Exercise prompt: Please reply with one number only: how many lines in the entries below contain the string "sleep".

[Stored data entries]

· · · · ·

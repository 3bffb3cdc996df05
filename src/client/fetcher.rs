use crate::config::SourceConfig;
use crate::{Error, Result};
use rand::Rng;
use reqwest::{Client, StatusCode};
use std::time::{Duration, Instant};
use tokio::sync::Mutex;
use tokio::time::sleep;
use tracing::{debug, warn};

/// User agent strings for rotation
const USER_AGENTS: &[&str] = &[
    "Mozilla/5.0 (Macintosh; Intel Mac OS X 10_15_7) AppleWebKit/537.36 (KHTML, like Gecko) Chrome/120.0.0.0 Safari/537.36",
    "Mozilla/5.0 (Windows NT 10.0; Win64; x64) AppleWebKit/537.36 (KHTML, like Gecko) Chrome/120.0.0.0 Safari/537.36",
    "Mozilla/5.0 (X11; Linux x86_64) AppleWebKit/537.36 (KHTML, like Gecko) Chrome/120.0.0.0 Safari/537.36",
    "Mozilla/5.0 (Macintosh; Intel Mac OS X 10_15_7) AppleWebKit/605.1.15 (KHTML, like Gecko) Version/17.1 Safari/605.1.15",
];

/// Jitter added on top of each exponential backoff step
const BACKOFF_JITTER_MS: u64 = 1000;

/// Rate-limited, retrying HTTP text fetcher for one source.
///
/// The last-request timestamp is per instance, so independent clients (and
/// tests) never cross-contaminate each other's spacing. All calls through one
/// instance are serialized by the spacing rule; with a shared long-lived
/// client that is intentional self-throttling.
pub struct RateLimitedFetcher {
    source_name: String,
    http: Client,
    min_interval: Duration,
    backoff_base: Duration,
    max_attempts: u32,
    last_request: Mutex<Option<Instant>>,
    user_agent_index: Mutex<usize>,
}

impl RateLimitedFetcher {
    /// Build a fetcher from per-source configuration
    pub fn new(source_name: &str, config: &SourceConfig) -> Result<Self> {
        let http = Client::builder()
            .timeout(Duration::from_secs(config.timeout_secs))
            .connect_timeout(Duration::from_secs(10))
            .redirect(reqwest::redirect::Policy::limited(10))
            .gzip(true)
            .build()
            .map_err(|e| Error::Service(format!("Failed to create HTTP client: {e}")))?;

        debug!(
            source = source_name,
            interval_ms = config.min_request_interval_ms,
            "Created rate-limited fetcher"
        );

        Ok(Self {
            source_name: source_name.to_string(),
            http,
            min_interval: Duration::from_millis(config.min_request_interval_ms),
            backoff_base: Duration::from_millis(config.backoff_base_ms),
            max_attempts: config.max_attempts.max(1),
            last_request: Mutex::new(None),
            user_agent_index: Mutex::new(0),
        })
    }

    /// Fetch a URL and return the response body as text.
    ///
    /// Retries 429 and 5xx responses with jittered exponential backoff up to
    /// the configured attempt ceiling. A 403 is terminal: it signals missing
    /// or expired credentials, and the message distinguishes the two based on
    /// whether a cookie header was attached.
    pub async fn fetch_text(&self, url: &str, cookie_header: Option<&str>) -> Result<String> {
        let mut last_status: Option<u16> = None;

        for attempt in 0..self.max_attempts {
            if attempt > 0 {
                let delay = self.backoff_delay(attempt - 1);
                warn!(
                    source = %self.source_name,
                    attempt,
                    delay_ms = delay.as_millis() as u64,
                    "Retrying after transient failure"
                );
                sleep(delay).await;
            }

            self.pace().await;

            match self.send_once(url, cookie_header).await {
                Ok(response) => {
                    let status = response.status();

                    if status.is_success() {
                        return response.text().await.map_err(Error::Http);
                    }

                    if status == StatusCode::FORBIDDEN {
                        return Err(self.access_denied(cookie_header.is_some()));
                    }

                    if Self::is_transient(status) {
                        last_status = Some(status.as_u16());
                        continue;
                    }

                    return Err(Error::RequestFailed {
                        source_name: self.source_name.clone(),
                        status: status.as_u16(),
                        message: format!("HTTP {status} from {url}"),
                    });
                }
                Err(e) => {
                    // Transport errors carrying a retryable status get the
                    // same backoff treatment as the status itself
                    if let Some(status) = e.status() {
                        if Self::is_transient(status) {
                            last_status = Some(status.as_u16());
                            continue;
                        }
                        if status == StatusCode::FORBIDDEN {
                            return Err(self.access_denied(cookie_header.is_some()));
                        }
                    }
                    return Err(Error::Http(e));
                }
            }
        }

        Err(Error::RequestFailed {
            source_name: self.source_name.clone(),
            status: last_status.unwrap_or(0),
            message: format!("retries exhausted after {} attempts", self.max_attempts),
        })
    }

    /// Compute the backoff delay for a given retry index:
    /// `base * 2^attempt + random(0..1000ms)`
    #[must_use]
    pub fn backoff_delay(&self, attempt: u32) -> Duration {
        let exponential = self.backoff_base.as_millis() as u64 * (1u64 << attempt.min(16));
        let jitter = rand::thread_rng().gen_range(0..BACKOFF_JITTER_MS);
        Duration::from_millis(exponential + jitter)
    }

    /// Suspend until the minimum inter-request spacing has elapsed, then
    /// stamp this call's start time.
    async fn pace(&self) {
        let mut last = self.last_request.lock().await;
        if let Some(previous) = *last {
            let elapsed = previous.elapsed();
            if elapsed < self.min_interval {
                let wait = self.min_interval - elapsed;
                debug!(
                    source = %self.source_name,
                    wait_ms = wait.as_millis() as u64,
                    "Rate limiter: waiting"
                );
                sleep(wait).await;
            }
        }
        *last = Some(Instant::now());
    }

    async fn send_once(
        &self,
        url: &str,
        cookie_header: Option<&str>,
    ) -> std::result::Result<reqwest::Response, reqwest::Error> {
        let user_agent = self.next_user_agent().await;

        let mut request = self
            .http
            .get(url)
            .header("User-Agent", user_agent)
            .header(
                "Accept",
                "text/html,application/xhtml+xml,application/xml;q=0.9,*/*;q=0.8",
            )
            .header("Accept-Language", "en-US,en;q=0.5")
            .header("Upgrade-Insecure-Requests", "1");

        if let Some(cookies) = cookie_header {
            request = request.header("Cookie", cookies);
        }

        request.send().await
    }

    fn access_denied(&self, credentials_attempted: bool) -> Error {
        let message = if credentials_attempted {
            format!(
                "{} rejected the stored session cookies - the session has likely expired, re-authenticate and try again",
                self.source_name
            )
        } else {
            format!(
                "{} requires authentication and no session cookies are present - authenticate first",
                self.source_name
            )
        };
        Error::AccessDenied {
            message,
            credentials_attempted,
        }
    }

    fn is_transient(status: StatusCode) -> bool {
        status.as_u16() == 429 || status.is_server_error()
    }

    async fn next_user_agent(&self) -> &'static str {
        let mut index = self.user_agent_index.lock().await;
        let user_agent = USER_AGENTS[*index % USER_AGENTS.len()];
        *index = (*index + 1) % USER_AGENTS.len();
        user_agent
    }

    /// Minimum spacing between requests from this instance
    #[must_use]
    pub const fn min_interval(&self) -> Duration {
        self.min_interval
    }
}
pub mod citation;
pub mod fetcher;
pub mod jstor;
pub mod scholar;

pub use citation::{parse_author_info, AuthorInfo};
pub use fetcher::RateLimitedFetcher;
pub use jstor::JstorClient;
pub use scholar::ScholarClient;

use chrono::Datelike;
use serde::{Deserialize, Serialize};

/// Oldest publication year considered plausible
pub const MIN_PLAUSIBLE_YEAR: u16 = 1900;

/// Newest plausible publication year (in-press papers are dated ahead)
#[must_use]
pub fn max_plausible_year() -> u16 {
    u16::try_from(chrono::Utc::now().year()).unwrap_or(u16::MAX) + 10
}

/// Whether a full-text page appears to be freely readable
#[derive(Debug, Clone, Copy, PartialEq, Eq, Serialize, Deserialize, schemars::JsonSchema)]
#[serde(rename_all = "snake_case")]
pub enum AccessStatus {
    Free,
    Restricted,
    Unavailable,
    Unknown,
}

/// Structured bibliographic record extracted from a result page
#[derive(Debug, Clone, Serialize, Deserialize, schemars::JsonSchema)]
#[serde(rename_all = "camelCase")]
pub struct Citation {
    /// Paper title
    pub title: String,
    /// Authors in source order
    pub authors: Vec<String>,
    /// Journal or conference venue
    #[serde(skip_serializing_if = "Option::is_none")]
    pub venue: Option<String>,
    /// Publication year
    #[serde(skip_serializing_if = "Option::is_none")]
    pub year: Option<u16>,
    /// Digital Object Identifier
    #[serde(skip_serializing_if = "Option::is_none")]
    pub doi: Option<String>,
    /// Direct URL to the article
    #[serde(skip_serializing_if = "Option::is_none")]
    pub url: Option<String>,
    /// Number of citing works, when the source reports one
    #[serde(skip_serializing_if = "Option::is_none")]
    pub citation_count: Option<u32>,
}

impl Citation {
    /// Create a citation carrying only a title
    #[must_use]
    pub fn new(title: String) -> Self {
        Self {
            title,
            authors: Vec::new(),
            venue: None,
            year: None,
            doi: None,
            url: None,
            citation_count: None,
        }
    }
}

/// A search hit: one citation plus optional enrichment
#[derive(Debug, Clone, Serialize, Deserialize, schemars::JsonSchema)]
#[serde(rename_all = "camelCase")]
pub struct Paper {
    #[serde(flatten)]
    pub citation: Citation,
    /// Abstract text, populated during extraction (snippet) or enrichment
    #[serde(rename = "abstract", skip_serializing_if = "Option::is_none")]
    pub abstract_text: Option<String>,
    /// Full text, populated only by the enrichment pass
    #[serde(skip_serializing_if = "Option::is_none")]
    pub full_text: Option<String>,
    pub access_status: AccessStatus,
}

impl Paper {
    /// Wrap a citation with no enrichment yet
    #[must_use]
    pub fn new(citation: Citation) -> Self {
        Self {
            citation,
            abstract_text: None,
            full_text: None,
            access_status: AccessStatus::Unknown,
        }
    }
}

#[cfg(test)]
mod tests {
    use super::*;

    #[test]
    fn test_plausible_year_window() {
        let max = max_plausible_year();
        assert!(max > 2030);
        assert!(MIN_PLAUSIBLE_YEAR < max);
    }

    #[test]
    fn test_paper_starts_unenriched() {
        let paper = Paper::new(Citation::new("Attention Is All You Need".to_string()));
        assert!(paper.abstract_text.is_none());
        assert!(paper.full_text.is_none());
        assert_eq!(paper.access_status, AccessStatus::Unknown);
    }
}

· · · · ·

Result of this task: 3